Work to be completed –
For the data below, report how many lines include the word "derive", and write nothing else.

[Records contained in a dataset]
┄┄┄┄┄┄┄┄┄┄

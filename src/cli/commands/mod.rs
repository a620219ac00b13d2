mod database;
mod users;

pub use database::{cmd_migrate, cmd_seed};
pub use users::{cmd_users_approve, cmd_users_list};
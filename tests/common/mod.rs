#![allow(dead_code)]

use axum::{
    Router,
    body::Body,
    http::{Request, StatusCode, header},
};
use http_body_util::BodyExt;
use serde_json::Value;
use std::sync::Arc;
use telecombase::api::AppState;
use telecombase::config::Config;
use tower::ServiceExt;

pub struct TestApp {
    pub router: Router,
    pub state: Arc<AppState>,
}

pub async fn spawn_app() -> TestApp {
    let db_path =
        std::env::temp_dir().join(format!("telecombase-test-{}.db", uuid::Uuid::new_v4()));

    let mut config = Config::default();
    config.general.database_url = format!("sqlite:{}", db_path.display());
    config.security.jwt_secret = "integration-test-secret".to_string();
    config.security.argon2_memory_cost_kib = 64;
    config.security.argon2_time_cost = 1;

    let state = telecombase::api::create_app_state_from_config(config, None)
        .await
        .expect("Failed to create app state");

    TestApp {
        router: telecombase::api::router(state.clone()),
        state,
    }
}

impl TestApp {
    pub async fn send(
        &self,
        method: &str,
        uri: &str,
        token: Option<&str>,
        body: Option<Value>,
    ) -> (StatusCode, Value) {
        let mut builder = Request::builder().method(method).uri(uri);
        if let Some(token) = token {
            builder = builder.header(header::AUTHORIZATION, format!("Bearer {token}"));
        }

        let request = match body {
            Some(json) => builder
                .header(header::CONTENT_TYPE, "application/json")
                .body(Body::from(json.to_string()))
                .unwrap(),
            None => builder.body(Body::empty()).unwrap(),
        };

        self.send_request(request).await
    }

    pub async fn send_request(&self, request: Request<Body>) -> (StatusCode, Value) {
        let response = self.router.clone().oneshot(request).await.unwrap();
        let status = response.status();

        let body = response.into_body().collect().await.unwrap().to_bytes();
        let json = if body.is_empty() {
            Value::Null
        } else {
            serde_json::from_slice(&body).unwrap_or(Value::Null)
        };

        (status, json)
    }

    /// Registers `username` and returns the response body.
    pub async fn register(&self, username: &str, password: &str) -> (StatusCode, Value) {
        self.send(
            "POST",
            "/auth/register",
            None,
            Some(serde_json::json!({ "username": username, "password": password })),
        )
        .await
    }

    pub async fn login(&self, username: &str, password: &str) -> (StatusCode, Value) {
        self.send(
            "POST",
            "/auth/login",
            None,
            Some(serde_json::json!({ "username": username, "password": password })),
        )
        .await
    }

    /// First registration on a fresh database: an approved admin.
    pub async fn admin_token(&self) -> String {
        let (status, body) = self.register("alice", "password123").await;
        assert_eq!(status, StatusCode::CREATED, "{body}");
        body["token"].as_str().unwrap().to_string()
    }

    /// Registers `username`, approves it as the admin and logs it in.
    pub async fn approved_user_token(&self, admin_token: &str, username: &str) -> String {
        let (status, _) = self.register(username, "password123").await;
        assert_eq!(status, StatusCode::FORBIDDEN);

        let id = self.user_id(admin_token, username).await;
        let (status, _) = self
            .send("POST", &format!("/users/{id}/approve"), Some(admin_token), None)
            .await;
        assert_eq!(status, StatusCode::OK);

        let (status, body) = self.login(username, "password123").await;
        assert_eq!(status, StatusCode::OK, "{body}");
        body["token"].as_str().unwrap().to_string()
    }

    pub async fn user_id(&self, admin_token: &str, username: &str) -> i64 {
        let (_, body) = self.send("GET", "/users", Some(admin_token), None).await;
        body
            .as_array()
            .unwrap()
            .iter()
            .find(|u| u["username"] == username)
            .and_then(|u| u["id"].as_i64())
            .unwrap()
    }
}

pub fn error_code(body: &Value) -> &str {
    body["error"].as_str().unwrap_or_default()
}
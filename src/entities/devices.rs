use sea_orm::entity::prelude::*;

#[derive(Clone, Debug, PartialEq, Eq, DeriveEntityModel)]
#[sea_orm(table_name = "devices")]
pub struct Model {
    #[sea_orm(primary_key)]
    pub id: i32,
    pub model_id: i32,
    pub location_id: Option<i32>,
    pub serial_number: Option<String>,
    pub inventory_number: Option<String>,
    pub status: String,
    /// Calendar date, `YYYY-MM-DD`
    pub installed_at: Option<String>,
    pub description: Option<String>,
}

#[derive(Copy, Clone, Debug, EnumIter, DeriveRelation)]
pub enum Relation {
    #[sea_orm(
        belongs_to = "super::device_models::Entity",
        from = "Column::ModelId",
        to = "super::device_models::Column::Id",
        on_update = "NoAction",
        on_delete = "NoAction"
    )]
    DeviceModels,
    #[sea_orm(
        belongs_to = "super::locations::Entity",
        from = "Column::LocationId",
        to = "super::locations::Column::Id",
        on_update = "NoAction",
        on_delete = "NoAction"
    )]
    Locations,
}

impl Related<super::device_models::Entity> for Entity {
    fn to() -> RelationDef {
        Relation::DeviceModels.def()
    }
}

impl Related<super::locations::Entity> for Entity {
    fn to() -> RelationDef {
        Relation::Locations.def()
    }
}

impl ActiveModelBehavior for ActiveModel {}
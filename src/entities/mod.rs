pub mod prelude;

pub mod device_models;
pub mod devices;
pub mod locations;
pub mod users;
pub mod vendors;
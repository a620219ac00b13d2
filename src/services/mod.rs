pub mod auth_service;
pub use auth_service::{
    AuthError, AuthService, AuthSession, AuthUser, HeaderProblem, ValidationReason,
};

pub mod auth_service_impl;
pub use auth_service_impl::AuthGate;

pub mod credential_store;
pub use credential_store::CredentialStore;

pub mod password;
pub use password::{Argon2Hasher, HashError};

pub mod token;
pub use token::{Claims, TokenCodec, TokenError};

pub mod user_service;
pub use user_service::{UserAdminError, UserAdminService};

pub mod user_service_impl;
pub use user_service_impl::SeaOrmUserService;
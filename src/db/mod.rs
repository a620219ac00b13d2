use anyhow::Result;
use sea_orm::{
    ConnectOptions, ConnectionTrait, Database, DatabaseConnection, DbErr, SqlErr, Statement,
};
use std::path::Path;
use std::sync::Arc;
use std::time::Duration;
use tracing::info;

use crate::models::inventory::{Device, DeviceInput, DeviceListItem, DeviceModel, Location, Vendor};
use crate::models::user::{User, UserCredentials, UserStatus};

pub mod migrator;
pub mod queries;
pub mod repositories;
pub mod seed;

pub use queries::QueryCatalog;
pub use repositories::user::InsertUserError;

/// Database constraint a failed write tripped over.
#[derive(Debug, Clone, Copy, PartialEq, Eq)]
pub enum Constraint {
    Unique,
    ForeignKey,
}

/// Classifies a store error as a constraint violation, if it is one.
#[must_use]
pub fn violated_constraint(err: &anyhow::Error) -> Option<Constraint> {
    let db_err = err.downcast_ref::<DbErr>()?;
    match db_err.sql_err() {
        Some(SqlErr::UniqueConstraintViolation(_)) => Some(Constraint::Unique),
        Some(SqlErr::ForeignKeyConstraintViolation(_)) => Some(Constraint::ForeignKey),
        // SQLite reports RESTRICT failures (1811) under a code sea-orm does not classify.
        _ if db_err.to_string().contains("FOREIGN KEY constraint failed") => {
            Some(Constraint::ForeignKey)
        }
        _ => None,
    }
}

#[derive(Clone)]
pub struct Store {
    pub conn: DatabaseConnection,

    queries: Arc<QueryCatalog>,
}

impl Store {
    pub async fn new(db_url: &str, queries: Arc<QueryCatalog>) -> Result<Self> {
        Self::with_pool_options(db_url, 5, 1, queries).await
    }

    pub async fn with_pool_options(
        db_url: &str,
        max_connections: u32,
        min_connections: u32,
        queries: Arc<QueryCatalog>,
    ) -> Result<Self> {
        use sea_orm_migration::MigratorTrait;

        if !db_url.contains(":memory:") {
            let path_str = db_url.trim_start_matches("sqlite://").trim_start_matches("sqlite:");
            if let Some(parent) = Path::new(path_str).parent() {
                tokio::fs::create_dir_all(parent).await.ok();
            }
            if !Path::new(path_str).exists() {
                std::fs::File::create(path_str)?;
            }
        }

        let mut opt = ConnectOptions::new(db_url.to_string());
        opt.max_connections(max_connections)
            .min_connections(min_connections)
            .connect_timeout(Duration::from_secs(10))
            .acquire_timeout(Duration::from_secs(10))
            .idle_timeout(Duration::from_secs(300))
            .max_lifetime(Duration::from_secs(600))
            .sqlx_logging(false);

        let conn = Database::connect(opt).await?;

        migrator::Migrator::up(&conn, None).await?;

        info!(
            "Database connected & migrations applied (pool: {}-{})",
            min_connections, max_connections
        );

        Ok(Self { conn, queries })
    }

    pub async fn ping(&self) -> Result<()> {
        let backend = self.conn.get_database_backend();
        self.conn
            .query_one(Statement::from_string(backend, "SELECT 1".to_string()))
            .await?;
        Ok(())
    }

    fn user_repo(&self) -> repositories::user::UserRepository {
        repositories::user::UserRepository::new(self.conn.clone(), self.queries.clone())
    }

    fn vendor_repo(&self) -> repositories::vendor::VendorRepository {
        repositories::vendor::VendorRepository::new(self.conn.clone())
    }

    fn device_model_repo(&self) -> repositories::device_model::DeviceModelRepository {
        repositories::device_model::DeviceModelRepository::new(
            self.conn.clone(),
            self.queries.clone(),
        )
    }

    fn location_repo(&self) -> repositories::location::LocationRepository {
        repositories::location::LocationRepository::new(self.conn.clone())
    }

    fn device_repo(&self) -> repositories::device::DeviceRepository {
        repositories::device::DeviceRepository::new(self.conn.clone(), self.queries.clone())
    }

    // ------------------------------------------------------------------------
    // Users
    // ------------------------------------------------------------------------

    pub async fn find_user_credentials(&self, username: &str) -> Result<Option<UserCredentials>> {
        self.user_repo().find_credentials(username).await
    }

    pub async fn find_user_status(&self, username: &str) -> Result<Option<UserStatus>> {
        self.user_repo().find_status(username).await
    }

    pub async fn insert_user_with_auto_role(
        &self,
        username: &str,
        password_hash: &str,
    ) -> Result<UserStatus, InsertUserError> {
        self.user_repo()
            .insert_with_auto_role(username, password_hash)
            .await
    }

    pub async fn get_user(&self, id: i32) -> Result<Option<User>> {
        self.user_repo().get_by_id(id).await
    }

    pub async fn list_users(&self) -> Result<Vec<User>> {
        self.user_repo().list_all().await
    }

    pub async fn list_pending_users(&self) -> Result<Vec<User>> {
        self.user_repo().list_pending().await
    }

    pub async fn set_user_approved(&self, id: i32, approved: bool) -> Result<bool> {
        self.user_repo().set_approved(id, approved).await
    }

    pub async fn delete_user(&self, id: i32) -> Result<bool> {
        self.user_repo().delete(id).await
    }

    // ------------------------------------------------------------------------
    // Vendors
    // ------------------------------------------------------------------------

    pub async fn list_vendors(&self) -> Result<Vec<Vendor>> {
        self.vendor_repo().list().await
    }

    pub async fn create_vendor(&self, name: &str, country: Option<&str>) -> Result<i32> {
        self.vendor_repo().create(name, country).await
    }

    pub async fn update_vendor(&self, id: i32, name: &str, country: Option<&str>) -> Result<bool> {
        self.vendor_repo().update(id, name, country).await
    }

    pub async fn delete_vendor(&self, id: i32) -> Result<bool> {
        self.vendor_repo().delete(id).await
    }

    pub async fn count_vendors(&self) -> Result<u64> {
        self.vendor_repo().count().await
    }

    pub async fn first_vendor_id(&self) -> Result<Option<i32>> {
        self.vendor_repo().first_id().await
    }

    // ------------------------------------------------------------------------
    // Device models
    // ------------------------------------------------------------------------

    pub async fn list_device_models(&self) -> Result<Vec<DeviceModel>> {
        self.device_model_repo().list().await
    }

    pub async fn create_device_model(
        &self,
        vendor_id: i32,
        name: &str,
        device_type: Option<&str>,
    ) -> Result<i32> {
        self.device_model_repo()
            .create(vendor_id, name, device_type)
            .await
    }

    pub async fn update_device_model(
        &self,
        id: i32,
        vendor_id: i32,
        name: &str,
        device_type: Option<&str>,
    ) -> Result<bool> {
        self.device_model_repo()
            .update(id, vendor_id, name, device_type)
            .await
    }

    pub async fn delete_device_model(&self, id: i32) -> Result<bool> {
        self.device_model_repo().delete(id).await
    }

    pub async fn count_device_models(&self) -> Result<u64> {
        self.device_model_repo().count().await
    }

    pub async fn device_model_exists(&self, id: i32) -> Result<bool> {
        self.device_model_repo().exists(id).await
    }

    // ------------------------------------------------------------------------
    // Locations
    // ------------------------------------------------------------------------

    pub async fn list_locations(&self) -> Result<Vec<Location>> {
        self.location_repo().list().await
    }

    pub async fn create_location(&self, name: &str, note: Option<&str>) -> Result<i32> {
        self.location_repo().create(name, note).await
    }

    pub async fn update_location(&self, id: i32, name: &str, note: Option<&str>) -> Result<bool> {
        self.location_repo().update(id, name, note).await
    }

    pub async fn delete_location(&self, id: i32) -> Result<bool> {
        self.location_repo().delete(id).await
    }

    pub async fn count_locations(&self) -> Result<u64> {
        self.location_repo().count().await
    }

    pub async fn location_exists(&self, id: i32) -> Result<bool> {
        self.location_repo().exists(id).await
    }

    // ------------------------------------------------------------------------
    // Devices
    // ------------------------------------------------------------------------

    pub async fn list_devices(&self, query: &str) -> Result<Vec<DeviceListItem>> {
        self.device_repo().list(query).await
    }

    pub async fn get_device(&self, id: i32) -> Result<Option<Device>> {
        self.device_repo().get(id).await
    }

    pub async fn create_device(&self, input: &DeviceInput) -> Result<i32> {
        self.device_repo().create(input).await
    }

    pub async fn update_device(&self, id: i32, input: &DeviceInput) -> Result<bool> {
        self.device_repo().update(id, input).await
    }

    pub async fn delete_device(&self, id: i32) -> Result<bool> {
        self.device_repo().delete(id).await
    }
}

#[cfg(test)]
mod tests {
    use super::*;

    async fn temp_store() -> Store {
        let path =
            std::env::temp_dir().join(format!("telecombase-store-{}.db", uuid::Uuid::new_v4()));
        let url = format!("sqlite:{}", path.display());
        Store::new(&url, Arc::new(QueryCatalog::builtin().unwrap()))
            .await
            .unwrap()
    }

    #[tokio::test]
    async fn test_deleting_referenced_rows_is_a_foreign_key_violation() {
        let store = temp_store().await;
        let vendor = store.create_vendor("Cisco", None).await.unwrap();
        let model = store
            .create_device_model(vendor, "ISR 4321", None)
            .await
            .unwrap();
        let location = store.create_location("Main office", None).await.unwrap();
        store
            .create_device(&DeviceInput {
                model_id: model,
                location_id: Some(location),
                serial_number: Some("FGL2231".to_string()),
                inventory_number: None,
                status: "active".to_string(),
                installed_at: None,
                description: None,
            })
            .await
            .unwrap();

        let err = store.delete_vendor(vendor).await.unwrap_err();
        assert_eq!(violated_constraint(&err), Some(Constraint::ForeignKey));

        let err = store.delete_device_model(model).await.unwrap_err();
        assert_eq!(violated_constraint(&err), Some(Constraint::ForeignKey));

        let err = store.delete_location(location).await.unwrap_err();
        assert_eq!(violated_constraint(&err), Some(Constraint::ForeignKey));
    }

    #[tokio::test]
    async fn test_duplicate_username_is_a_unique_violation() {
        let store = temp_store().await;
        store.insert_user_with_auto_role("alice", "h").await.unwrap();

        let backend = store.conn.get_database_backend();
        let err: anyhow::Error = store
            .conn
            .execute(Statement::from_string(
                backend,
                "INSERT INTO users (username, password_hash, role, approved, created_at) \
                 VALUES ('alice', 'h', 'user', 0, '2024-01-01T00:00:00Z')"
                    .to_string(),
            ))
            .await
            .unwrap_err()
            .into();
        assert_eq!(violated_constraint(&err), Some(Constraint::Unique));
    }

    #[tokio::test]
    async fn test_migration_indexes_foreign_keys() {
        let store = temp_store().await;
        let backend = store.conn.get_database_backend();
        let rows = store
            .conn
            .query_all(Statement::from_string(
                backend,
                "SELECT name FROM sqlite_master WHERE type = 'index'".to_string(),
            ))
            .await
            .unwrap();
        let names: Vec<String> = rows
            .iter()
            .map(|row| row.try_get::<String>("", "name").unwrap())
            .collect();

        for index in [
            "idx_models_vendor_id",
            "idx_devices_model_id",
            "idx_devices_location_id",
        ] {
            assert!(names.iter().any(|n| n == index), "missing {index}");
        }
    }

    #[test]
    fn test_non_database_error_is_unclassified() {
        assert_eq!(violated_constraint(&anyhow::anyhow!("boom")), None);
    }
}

┄┄┄┄┄┄┄┄┄┄

Written answer –
4